きょうの蹄音競馬にまつわるちょっといい話

2013.9.1

ようこそいらっしゃいませ。

8月30日、社台スタリオンステーションで繋養されていたトウカイテイオーが急性心不全のため亡くなりました。

トウカイテイオーは、無敗の三冠馬シンボリルドルフの初年度産駒で、きれいな流星が顔に刻まれていたこともあり早くから皇帝2世として期待を集めた馬でした。

トウカイテイオーは1990年12月にデビュー。シクラメンSと連勝し、その期待は高まりを魅せていきます。翌1991年はまさにトウカイテイオーの年でした。無敗で皐月賞を制覇すると、単勝1.6倍の圧倒的指示を受けたダービーでは単枠指定の大外20番枠からの発走もダービーポジションから直線で他馬を抜き去り父シンボリルドルフにつぐ無敗のダービー馬に輝きました。

トウカイテイオーはレースだけでなく骨折とも闘った馬でした。

ダービー後に右後肢の骨折が判明し菊花賞を断念。4歳時、骨折明けの大阪杯を持ったままで完勝し復帰するも、メジロマックイーンとの激突となった天皇賞(春)後に再び骨折が判明。休養後に挑んだ天皇賞(秋)ではレッツゴーターキンの7着に敗れてしまい、次走のジャパンカップは5番人気でレースを迎えることとなりました。

この年のジャパンカップは国際G1となって初のレースでした。全欧年度代表馬に全豪年度代表馬、英ダービー馬と豪華なメンバーが揃う中、トウカイテイオーは直線で前を走るナチュラリズムをクビ差とらえ優勝。東京競馬場の17万人の観衆を熱狂の渦に巻き込みます。

完全復活と思われていたトウカイテイオーでしたが、有馬記念では11着と大敗。その翌年再び骨折が判明し、長期休養を余儀なくされました。

トウカイテイオーの祖母トウカイミドリも大きな怪我を克服した馬でした。未勝利戦を勝ったあとのエリカ賞を走り、その後の調教中にヒザを骨折。自力で寝起きできないほどの大怪我で予後不良の診断がくだされるも、所有する内村正則さんの生かしたい想いが関係者に通じ、治療がつづけられ激痛で眠れないほどの状態から奇跡的な回復を魅せたのでした。

トウカイミドリはその後繁殖入りし、オークス馬トウカイローマン、そしてトウカイテイオーへとつながるトウカイナチュラルらをこの世に送り出していきます。

オーナーの内村正則さんの想いによって生かされた祖母トウカイミドリの精神力が再びトウカイテイオーに宿ったのは1993年の有馬記念でした。

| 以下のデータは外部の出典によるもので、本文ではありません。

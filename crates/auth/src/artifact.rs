//! Credential files consumed by the proxy's basic-auth module.
//!
//! One file per `(site_url, scope)`: `<dir>/<site_url>` for the `site` scope
//! and `<dir>/<site_url>_admin_tools` for `admin-tools`. Each line is
//! `username:hash`. Every change is applied to a staged copy beside the file
//! and renamed over it once the helper succeeds.

use std::{
    path::{Path, PathBuf},
    sync::Arc,
};

use {
    secrecy::{ExposeSecret, Secret},
    sitegate_common::fs::{self as artifact_fs, StagedArtifact},
    sitegate_proxy::CredentialTool,
    sitegate_sites::Scope,
    tracing::{debug, info, warn},
};

use crate::{Error, Result};

const ADMIN_TOOLS_SUFFIX: &str = "_admin_tools";

/// Projects credential records onto credential files.
#[derive(Clone)]
pub struct CredentialFileSync {
    dir: PathBuf,
    tool: Arc<dyn CredentialTool>,
}

impl CredentialFileSync {
    pub fn new(dir: impl Into<PathBuf>, tool: Arc<dyn CredentialTool>) -> Self {
        Self {
            dir: dir.into(),
            tool,
        }
    }

    pub fn artifact_path(&self, site_url: &str, scope: Scope) -> PathBuf {
        match scope {
            Scope::Site => self.dir.join(site_url),
            Scope::AdminTools => self.dir.join(format!("{site_url}{ADMIN_TOOLS_SUFFIX}")),
        }
    }

    /// Check that the hashing helper can run before anything is mutated.
    pub fn ensure_tool(&self) -> sitegate_proxy::Result<()> {
        self.tool.ensure_available()
    }

    /// Usernames present in the artifact, in file order. A missing artifact
    /// has no users.
    pub fn users(&self, site_url: &str, scope: Scope) -> Result<Vec<String>> {
        let path = self.artifact_path(site_url, scope);
        let content = artifact_fs::read_optional(&path).map_err(|e| Error::ArtifactReadFailure {
            path: path.clone(),
            site_url: site_url.to_string(),
            scope,
            detail: e.to_string(),
        })?;
        Ok(content.as_deref().map(parse_users).unwrap_or_default())
    }

    /// Create the artifact if absent, otherwise add or replace `username`'s
    /// line. Other lines are left untouched.
    pub async fn put(
        &self,
        site_url: &str,
        scope: Scope,
        username: &str,
        password: &Secret<String>,
    ) -> Result<()> {
        let path = self.artifact_path(site_url, scope);
        let staged =
            StagedArtifact::stage(&path).map_err(|e| write_failure(&path, site_url, scope, e))?;
        self.tool
            .hash_and_store(staged.path(), username, password.expose_secret())
            .await
            .map_err(|e| write_failure(&path, site_url, scope, e))?;
        staged
            .commit()
            .map_err(|e| write_failure(&path, site_url, scope, e))?;
        info!(site_url, %scope, username, path = %path.display(), "credential file updated");
        Ok(())
    }

    /// Remove `username`'s line. Returns `false` when the user was already
    /// absent, which is not an error.
    pub async fn delete_user(&self, site_url: &str, scope: Scope, username: &str) -> Result<bool> {
        let path = self.artifact_path(site_url, scope);
        if !self.users(site_url, scope)?.iter().any(|u| u == username) {
            warn!(site_url, %scope, username, path = %path.display(), "user already absent from credential file");
            return Ok(false);
        }
        let staged =
            StagedArtifact::stage(&path).map_err(|e| write_failure(&path, site_url, scope, e))?;
        self.tool
            .remove_entry(staged.path(), username)
            .await
            .map_err(|e| write_failure(&path, site_url, scope, e))?;
        staged
            .commit()
            .map_err(|e| write_failure(&path, site_url, scope, e))?;
        info!(site_url, %scope, username, path = %path.display(), "credential line removed");
        Ok(true)
    }

    /// Remove the whole artifact, stripping basic auth from that scope.
    pub fn remove_artifact(&self, site_url: &str, scope: Scope) -> Result<bool> {
        let path = self.artifact_path(site_url, scope);
        let removed = artifact_fs::remove_if_exists(&path)
            .map_err(|e| write_failure(&path, site_url, scope, e))?;
        if removed {
            info!(site_url, %scope, path = %path.display(), "credential file removed");
        } else {
            debug!(site_url, %scope, path = %path.display(), "credential file already absent");
        }
        Ok(removed)
    }
}

fn parse_users(content: &str) -> Vec<String> {
    content
        .lines()
        .map(str::trim)
        .filter(|line| !line.is_empty() && !line.starts_with('#'))
        .filter_map(|line| line.split_once(':').map(|(user, _)| user.to_string()))
        .collect()
}

fn write_failure(
    path: &Path,
    site_url: &str,
    scope: Scope,
    detail: impl std::fmt::Display,
) -> Error {
    Error::ArtifactWriteFailure {
        path: path.to_path_buf(),
        site_url: site_url.to_string(),
        scope,
        detail: detail.to_string(),
    }
}

#[allow(clippy::unwrap_used, clippy::expect_used)]
#[cfg(test)]
mod tests {
    use {super::*, crate::test_support::PlainTool};

    fn sync(dir: &Path) -> (CredentialFileSync, Arc<PlainTool>) {
        let tool = Arc::new(PlainTool::default());
        (CredentialFileSync::new(dir, tool.clone()), tool)
    }

    fn pw(value: &str) -> Secret<String> {
        Secret::new(value.to_string())
    }

    #[test]
    fn artifact_names_distinguish_scopes() {
        let (files, _) = sync(Path::new("/etc/nginx/htpasswd"));
        assert_eq!(
            files.artifact_path("example.com", Scope::Site),
            PathBuf::from("/etc/nginx/htpasswd/example.com")
        );
        assert_eq!(
            files.artifact_path("default", Scope::AdminTools),
            PathBuf::from("/etc/nginx/htpasswd/default_admin_tools")
        );
    }

    #[test]
    fn parse_users_skips_blank_and_comment_lines() {
        let users = parse_users("alice:$2y$05$abc\n\n# note\nbob:{SHA}xyz\n");
        assert_eq!(users, vec!["alice", "bob"]);
    }

    #[tokio::test]
    async fn put_creates_then_replaces_single_line() {
        let tmp = tempfile::tempdir().unwrap();
        let (files, _) = sync(tmp.path());

        files.put("example.com", Scope::Site, "alice", &pw("one")).await.unwrap();
        files.put("example.com", Scope::Site, "bob", &pw("two")).await.unwrap();
        files.put("example.com", Scope::Site, "alice", &pw("three")).await.unwrap();

        let content =
            std::fs::read_to_string(files.artifact_path("example.com", Scope::Site)).unwrap();
        assert_eq!(content, "bob:two\nalice:three\n");
        assert!(!files.artifact_path("example.com", Scope::AdminTools).exists());
    }

    #[tokio::test]
    async fn delete_user_is_noop_when_absent() {
        let tmp = tempfile::tempdir().unwrap();
        let (files, tool) = sync(tmp.path());
        assert!(!files.delete_user("example.com", Scope::Site, "ghost").await.unwrap());
        assert_eq!(tool.calls(), 0);

        files.put("example.com", Scope::Site, "alice", &pw("a")).await.unwrap();
        assert!(files.delete_user("example.com", Scope::Site, "alice").await.unwrap());
        assert!(files.users("example.com", Scope::Site).unwrap().is_empty());
    }

    #[tokio::test]
    async fn helper_failure_leaves_artifact_untouched() {
        let tmp = tempfile::tempdir().unwrap();
        let (files, tool) = sync(tmp.path());
        files.put("example.com", Scope::Site, "alice", &pw("a")).await.unwrap();

        tool.fail_next();
        let err = files
            .put("example.com", Scope::Site, "bob", &pw("b"))
            .await
            .unwrap_err();
        assert!(matches!(err, Error::ArtifactWriteFailure { scope: Scope::Site, .. }));
        assert_eq!(files.users("example.com", Scope::Site).unwrap(), vec!["alice"]);
        // No staged copies left behind.
        assert_eq!(std::fs::read_dir(tmp.path()).unwrap().count(), 1);
    }

    #[test]
    fn unreadable_artifact_is_a_read_failure() {
        let tmp = tempfile::tempdir().unwrap();
        let (files, _) = sync(tmp.path());
        std::fs::create_dir(files.artifact_path("example.com", Scope::Site)).unwrap();
        let err = files.users("example.com", Scope::Site).unwrap_err();
        assert!(matches!(err, Error::ArtifactReadFailure { scope: Scope::Site, .. }));
        assert!(err.to_string().starts_with("failed to read credential file"));
    }

    #[test]
    fn remove_artifact_reports_absence() {
        let tmp = tempfile::tempdir().unwrap();
        let (files, _) = sync(tmp.path());
        std::fs::write(files.artifact_path("default", Scope::AdminTools), "ops:x\n").unwrap();
        assert!(files.remove_artifact("default", Scope::AdminTools).unwrap());
        assert!(!files.remove_artifact("default", Scope::AdminTools).unwrap());
    }
}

前年の有馬記念からの1年ぶりとなるレースでトウカイテイオーは、菊花賞馬ビワハヤヒデを捉え優勝。不屈の闘志で、常識をくつがえすレースを魅せたのでした。この長期休養明けG1制覇は、最長期間記録としていまなお破られていません。

トウカイテイオーは25歳でした。安らかに眠ってください。